Prompt —
Would you write out the lines from the one containing "self.timestamp.to_rfc3339_opts(SecondsFormat::Secs, true)" to the end of the records below, exactly and in full, please?

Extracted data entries
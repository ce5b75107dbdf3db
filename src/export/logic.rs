use crate::context::AppContext;
use crate::core::logic::Core;
use crate::db::log::ttlog;
use crate::db::pool::DbPool;
use crate::db::queries::{EntryFilter, load_entries, load_subjects};
use crate::errors::{AppError, AppResult};
use crate::export::fs_utils::{ask_overwrite, ensure_writable};
use crate::export::json_csv::{export_csv, export_json};
use crate::export::model::{EntryExport, SessionExport};
use crate::export::ExportFormat;
use crate::models::TimeEntry;
use crate::ui::messages::warning;
use crate::utils::DisplayZone;
use crate::utils::range::Period;
use serde::Serialize;
use std::path::Path;
use tracing::info;

/// Options of one `export` invocation.
#[derive(Debug, Clone)]
pub struct ExportRequest {
    pub format: ExportFormat,
    pub file: String,
    /// `None` or `all` exports everything; otherwise a period expression.
    pub range: Option<String>,
    /// Raw entries instead of sessions.
    pub entries: bool,
    pub all_subjects: bool,
    pub force: bool,
}

pub struct ExportLogic;

impl ExportLogic {
    pub fn export(pool: &mut DbPool, ctx: &AppContext, req: &ExportRequest) -> AppResult<()> {
        let path = Path::new(&req.file);

        if !path.is_absolute() {
            return Err(AppError::Export(format!(
                "output file path must be absolute: {}",
                req.file
            )));
        }

        let period = match &req.range {
            None => Period::All,
            Some(r) => Period::parse(r)?,
        };

        let subjects = if req.all_subjects {
            load_subjects(&pool.conn)?
        } else {
            vec![ctx.subject_id.clone()]
        };

        let written = if req.entries {
            let mut entries = Vec::new();
            for subject in &subjects {
                let filter = EntryFilter::subject(subject.as_str()).around(&period);
                entries.extend(load_entries(&pool.conn, &filter)?);
            }
            let rows = entry_rows(&entries, &period, ctx.zone);
            write_rows(&rows, &req.format, path, req.force)?
        } else {
            // full history per subject, so sessions crossing the period edge pair correctly
            let mut histories = Vec::with_capacity(subjects.len());
            for subject in &subjects {
                histories.push(load_entries(&pool.conn, &EntryFilter::subject(subject.as_str()))?);
            }
            let rows = session_rows(&histories, &period, ctx.zone);
            write_rows(&rows, &req.format, path, req.force)?
        };

        if written > 0 {
            let what = if req.entries { "entries" } else { "sessions" };
            ttlog(
                &pool.conn,
                "export",
                req.format.as_str(),
                &format!("{written} {what} ({}) → {}", period.label(), path.display()),
            )?;
            info!(written, what, path = %path.display(), "export done");
        }

        Ok(())
    }
}

/// One history per subject; each subject's sessions come out newest first.
fn session_rows(
    histories: &[Vec<TimeEntry>],
    period: &Period,
    zone: DisplayZone,
) -> Vec<SessionExport> {
    histories
        .iter()
        .flat_map(|own| Core::sessions_in_period(own, zone, period))
        .map(|s| SessionExport::from_session(&s, zone))
        .collect()
}

fn entry_rows(entries: &[TimeEntry], period: &Period, zone: DisplayZone) -> Vec<EntryExport> {
    entries
        .iter()
        .filter(|e| period.contains(zone.date_of(&e.timestamp)))
        .map(EntryExport::from)
        .collect()
}

/// Returns the number of rows written; nothing is written for an empty set.
fn write_rows<T: Serialize>(
    rows: &[T],
    format: &ExportFormat,
    path: &Path,
    force: bool,
) -> AppResult<usize> {
    if rows.is_empty() {
        warning("No data found for selected range.");
        return Ok(0);
    }

    ensure_writable(path, force, ask_overwrite)?;

    match format {
        ExportFormat::Csv => export_csv(rows, path)?,
        ExportFormat::Json => export_json(rows, path)?,
    }

    Ok(rows.len())
}
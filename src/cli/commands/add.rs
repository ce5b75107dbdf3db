use crate::cli::parser::Commands;
use crate::context::AppContext;
use crate::core::add::{AddLogic, AddOutcome};
use crate::core::calculator::format_duration;
use crate::errors::{AppError, AppResult};
use crate::models::{EntryKind, Location};
use crate::ui::messages::{success, warning};
use crate::utils::date::parse_timestamp;
use chrono::Utc;

use super::open_db;

/// Record a check-in or check-out for the current subject.
pub fn handle(cmd: &Commands, ctx: &AppContext) -> AppResult<()> {
    if let Commands::Add {
        kind,
        at,
        lat,
        lon,
        address,
    } = cmd
    {
        let kind = EntryKind::from_code(kind).ok_or_else(|| {
            AppError::InvalidEntryKind(format!("'{}' (use 'in' or 'out')", kind))
        })?;

        let timestamp = match at {
            Some(raw) => parse_timestamp(raw, ctx.zone)?,
            None => Utc::now(),
        };

        let location = Location::from_parts(*lat, *lon, address.clone())?;

        let mut pool = open_db(ctx)?;
        let (entry, outcome) =
            AddLogic::apply(&mut pool, &ctx.subject_id, kind, timestamp, location, ctx.zone)?;

        let when = ctx.zone.format(&entry.timestamp, "%Y-%m-%d %H:%M");
        success(format!(
            "Recorded {} for {} at {} (#{}).",
            kind.label(),
            ctx.subject_id,
            when,
            entry.id
        ));

        match outcome {
            AddOutcome::Opened { open_before } if open_before > 0 => warning(format!(
                "{} earlier check-in(s) still open; the next check-out closes the oldest one.",
                open_before
            )),
            AddOutcome::Opened { .. } => {}
            AddOutcome::Closed { check_in_id, minutes } => success(format!(
                "Session from #{} closed: {}.",
                check_in_id,
                format_duration(Some(minutes))
            )),
            AddOutcome::Orphan => warning(
                "No open check-in before this check-out; it will not appear in any session.",
            ),
        }
    }

    Ok(())
}
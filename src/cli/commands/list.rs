use crate::cli::parser::Commands;
use crate::context::AppContext;
use crate::core::calculator::expected::DaySummary;
use crate::core::calculator::format_duration;
use crate::core::logic::{Core, SubjectReport};
use crate::db::queries::{EntryFilter, load_entries};
use crate::errors::AppResult;
use crate::models::{EntryKind, Session, TimeEntry};
use crate::ui::messages::{header, warning};
use crate::utils::colors::{entry_time, muted, surplus};
use crate::utils::range::Period;
use crate::utils::table::Table;
use crate::utils::DisplayZone;

use super::open_db;

pub fn handle(cmd: &Commands, ctx: &AppContext) -> AppResult<()> {
    if let Commands::List {
        period,
        today,
        entries: entries_only,
        all_subjects,
    } = cmd
    {
        let period = resolve_period(period.as_deref(), *today, ctx.zone)?;
        let pool = open_db(ctx)?;

        let filter = if *all_subjects {
            EntryFilter::default()
        } else {
            EntryFilter::subject(ctx.subject_id.clone())
        };

        if *entries_only {
            let entries = load_entries(&pool.conn, &filter.around(&period))?;
            print_entries(&entries, &period, ctx.zone);
            return Ok(());
        }

        // full history: a check-in before the period may still pair inside it
        let entries = load_entries(&pool.conn, &filter)?;

        let reports = if *all_subjects {
            Core::reports_by_subject(&entries, ctx.zone, period, ctx.expected_daily_minutes)
        } else {
            vec![Core::build_report(
                &ctx.subject_id,
                &entries,
                ctx.zone,
                period,
                ctx.expected_daily_minutes,
            )]
        };

        if reports.is_empty() {
            warning(format!("No entries recorded ({}).", period.label()));
        }
        for report in &reports {
            print_report(report, ctx.zone);
        }
    }
    Ok(())
}

fn resolve_period(period: Option<&str>, today_only: bool, zone: DisplayZone) -> AppResult<Period> {
    if today_only {
        let today = zone.today();
        return Ok(Period::Between(today, today));
    }

    match period {
        Some(p) => Period::parse(p),
        None => Ok(Period::month_of(zone.today())),
    }
}

fn print_entries(entries: &[TimeEntry], period: &Period, zone: DisplayZone) {
    let mut table = Table::new(["ID", "SUBJECT", "TIMESTAMP", "KIND", "WHERE"]);

    for e in entries.iter().filter(|e| period.contains(zone.date_of(&e.timestamp))) {
        table.add_row(vec![
            e.id.to_string(),
            e.subject_id.clone(),
            zone.format(&e.timestamp, "%Y-%m-%d %H:%M:%S"),
            entry_time(e.kind.label(), e.kind),
            e.location.describe(),
        ]);
    }

    if table.is_empty() {
        warning(format!("No entries for {}.", period.label()));
    } else {
        print!("{}", table.render());
    }
}

fn print_report(report: &SubjectReport, zone: DisplayZone) {
    header(format!("{} · {}", report.subject_id, report.period.label()));

    if report.is_empty() {
        warning(format!(
            "No sessions for {} in {}.",
            report.subject_id,
            report.period.label()
        ));
        return;
    }

    for day in &report.days {
        print_day(day, zone);
    }

    println!(
        "\nTotal worked: {} over {} day(s) | Surplus: {}",
        format_duration(Some(report.total_worked)),
        report.days.len(),
        surplus(report.total_surplus)
    );
    if report.open_sessions > 0 {
        println!("Open sessions: {}", report.open_sessions);
    }
    println!();
}

fn print_day(day: &DaySummary, zone: DisplayZone) {
    println!(
        "\n{} ({})",
        day.group.date_key(),
        day.group.date.format("%a")
    );

    let mut table = Table::new(["IN", "OUT", "DURATION", "WHERE"]);
    // oldest first inside a day reads naturally
    for s in day.group.sessions.iter().rev() {
        table.add_row(session_row(s, zone));
    }
    print!("{}", table.render());

    println!(
        "Worked: {} | Expected: {} | Surplus: {}",
        format_duration(Some(day.worked)),
        format_duration(Some(day.expected)),
        surplus(day.surplus)
    );
}

fn session_row(s: &Session, zone: DisplayZone) -> Vec<String> {
    let check_in = zone.format(&s.check_in.timestamp, "%H:%M");
    let check_out = match &s.check_out {
        Some(out) if s.spans_midnight => {
            format!("{} ({})", zone.format(&out.timestamp, "%H:%M"), zone.format(&out.timestamp, "%m-%d"))
        }
        Some(out) => zone.format(&out.timestamp, "%H:%M"),
        None => "--:--".to_string(),
    };

    let duration = match s.duration_minutes {
        Some(_) => format_duration(s.duration_minutes),
        None => muted(&format_duration(None)),
    };

    let place = match &s.check_out {
        Some(out) if !out.location.is_empty() && out.location != s.check_in.location => format!(
            "{} → {}",
            s.check_in.location.describe(),
            out.location.describe()
        ),
        _ => s.check_in.location.describe(),
    };

    vec![
        entry_time(&check_in, EntryKind::CheckIn),
        entry_time(&check_out, EntryKind::CheckOut),
        duration,
        place,
    ]
}
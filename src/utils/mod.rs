pub mod colors;
pub mod date;
pub mod formatting;
pub mod range;
pub mod table;

pub use date::DisplayZone;
pub use formatting::mins2readable;
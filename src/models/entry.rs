use super::{entry_kind::EntryKind, location::Location};
use chrono::{DateTime, Local, SecondsFormat, SubsecRound, Utc};
use serde::{Deserialize, Serialize};

/// A single check-in or check-out, as written by the entry store.
/// Entries are never modified once created.
#[derive(Debug, Clone, PartialEq, Serialize, Deserialize)]
pub struct TimeEntry {
    pub id: i64,                  // ⇔ entries.id
    pub subject_id: String,       // ⇔ entries.subject_id
    pub kind: EntryKind,          // ⇔ entries.kind ('check_in' | 'check_out')
    pub timestamp: DateTime<Utc>, // ⇔ entries.timestamp (RFC 3339, UTC)
    #[serde(default)]
    pub location: Location, // ⇔ entries.latitude / longitude / address
    pub source: String,     // ⇔ entries.source (default 'cli')
    pub created_at: String, // ⇔ entries.created_at
}

impl TimeEntry {
    /// Entry created by the CLI, not yet stored (`id = 0`).
    /// The timestamp is cut to whole seconds, the precision the store keeps.
    pub fn new(
        subject_id: impl Into<String>,
        kind: EntryKind,
        timestamp: DateTime<Utc>,
        location: Location,
    ) -> Self {
        Self {
            id: 0,
            subject_id: subject_id.into(),
            kind,
            timestamp: timestamp.trunc_subsecs(0),
            location,
            source: "cli".to_string(),
            created_at: Local::now().to_rfc3339(),
        }
    }

    pub fn with_id(mut self, id: i64) -> Self {
        self.id = id;
        self
    }

    /// Storage form of the timestamp. Second precision with a `Z` suffix
    /// keeps lexical and chronological order identical.
    pub fn timestamp_str(&self) -> String {
        self.timestamp.to_rfc3339_opts(SecondsFormat::Secs, true)
    }

    pub fn is_check_in(&self) -> bool {
        self.kind.is_check_in()
    }

    pub fn is_check_out(&self) -> bool {
        self.kind.is_check_out()
    }
}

Task result —
        self.timestamp.to_rfc3339_opts(SecondsFormat::Secs, true)
    }

    pub fn is_check_in(&self) -> bool {
        self.kind.is_check_in()
    }

    pub fn is_check_out(&self) -> bool {
        self.kind.is_check_out()
    }
}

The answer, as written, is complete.